Comments

1
"were already living in Seattle or King County when they most recently became homeless......"
That is a huge loophole.
2
And a self survey is valid only in telling you what the surveyed population wants you to believe.
It would be possible to independently determine where the folks lived, if anyone really wanted to know.
3
I'm at the point where I don't even care. All I care about is the condition of my city. Garbage everywhere, tents everywhere, graffiti everywhere - it's as bad as it's ever been and the cleanup needs to begin at once. I just returned from New York City, and I was taken aback at how clean the city was. It's like Seattle is now NY of the 70s and NY is Seattle of the 70s. I am not convinced at all that simply throwing money at the problem is going to solve the problem - unless that money is spent collecting garbage and clearing illegal encampments. Heartless? Perhaps, but I won't lose any sleep over it.
4
Surely if we throw a lot of money at the problem.....In ways we don't yet know....It will be solved forever. We will end homelessness!
5
@1-4: typical responses: "they're losers", "they're liars", "throw them out", "my tax dollars".

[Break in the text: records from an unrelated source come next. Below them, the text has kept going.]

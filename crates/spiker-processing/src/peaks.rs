//! Hysteresis peak counting over a window of samples

/// Counts peaks that are followed by a drop deeper than the hysteresis depth
#[derive(Debug, Clone, Copy, PartialEq, Eq)]
pub struct PeakCounter {
    hysteresis: i64,
}

impl PeakCounter {
    /// Depth of `decay * steps`: the drop an envelope makes in `steps` ticks
    pub fn new(decay: i32, steps: i32) -> Self {
        Self::with_hysteresis(i64::from(decay) * i64::from(steps))
    }

    pub fn with_hysteresis(hysteresis: i64) -> Self {
        Self { hysteresis }
    }

    pub fn hysteresis(&self) -> i64 {
        self.hysteresis
    }

    /// Number of confirmed peaks in `window`
    pub fn count(&self, window: &[i32]) -> usize {
        let mut previous: Option<i32> = None;
        let mut rising = false;
        let mut peak: Option<i32> = None;
        let mut peaks = 0;

        for &value in window {
            match previous {
                Some(prev) if value <= prev => {
                    // Only a fall that follows a rise can confirm a peak
                    if rising {
                        let top = *peak.get_or_insert(prev);
                        if i64::from(top) - i64::from(value) > self.hysteresis {
                            peaks += 1;
                            rising = false;
                        }
                    }
                }
                _ => {
                    rising = true;
                    peak = None;
                }
            }
            previous = Some(value);
        }

        peaks
    }
}

#[cfg(test)]
mod tests {
    use super::*;

    fn triangle(peaks: usize, amplitude: i32, step: i32) -> Vec<i32> {
        let mut samples = Vec::new();
        for _ in 0..peaks {
            samples.extend((0..amplitude).step_by(step as usize));
            samples.extend((1..=amplitude).rev().step_by(step as usize));
        }
        samples.push(0);
        samples
    }

    #[test]
    fn test_triangle_wave_peaks() {
        let counter = PeakCounter::new(2, 20);
        for n in [1, 3, 7] {
            assert_eq!(counter.count(&triangle(n, 200, 10)), n);
        }
    }

    #[test]
    fn test_shallow_ripples_are_ignored() {
        let counter = PeakCounter::new(2, 20);
        let ripples: Vec<i32> = (0..100).map(|i| if i % 2 == 0 { 100 } else { 80 }).collect();
        assert_eq!(counter.count(&ripples), 0);
    }

    #[test]
    fn test_drop_must_exceed_hysteresis() {
        let counter = PeakCounter::new(2, 20);
        assert_eq!(counter.count(&[0, 100, 60]), 0);
        assert_eq!(counter.count(&[0, 100, 59]), 1);
    }

    #[test]
    fn test_plateau_peak() {
        let counter = PeakCounter::new(2, 20);
        assert_eq!(counter.count(&[0, 100, 100, 100, 50]), 1);
    }

    #[test]
    fn test_empty_and_falling_windows() {
        let counter = PeakCounter::new(2, 20);
        assert_eq!(counter.count(&[]), 0);
        assert_eq!(counter.count(&[300, 200, 100, 0]), 1);
    }
}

let's hear some ideas, then. put up, or go scurrying back to the seattle times comments.
6
What if we took a lesson from the bathhouses, and provided basic rooms with a locking door and a bed, with bathrooms down the hall? Size them so they're manageable and put them all over town. If you disrupt, you're bounced.

7
New Survey Finds Results that Favor Survey Administrators' Interests.
8
@6: A bunch of people would be helped, but in any system there's always going to be a percentage of folks who won't/can't follow the rules and will get "bounced". Those folks will remain on the streets until they die or are forcibly incarcerated.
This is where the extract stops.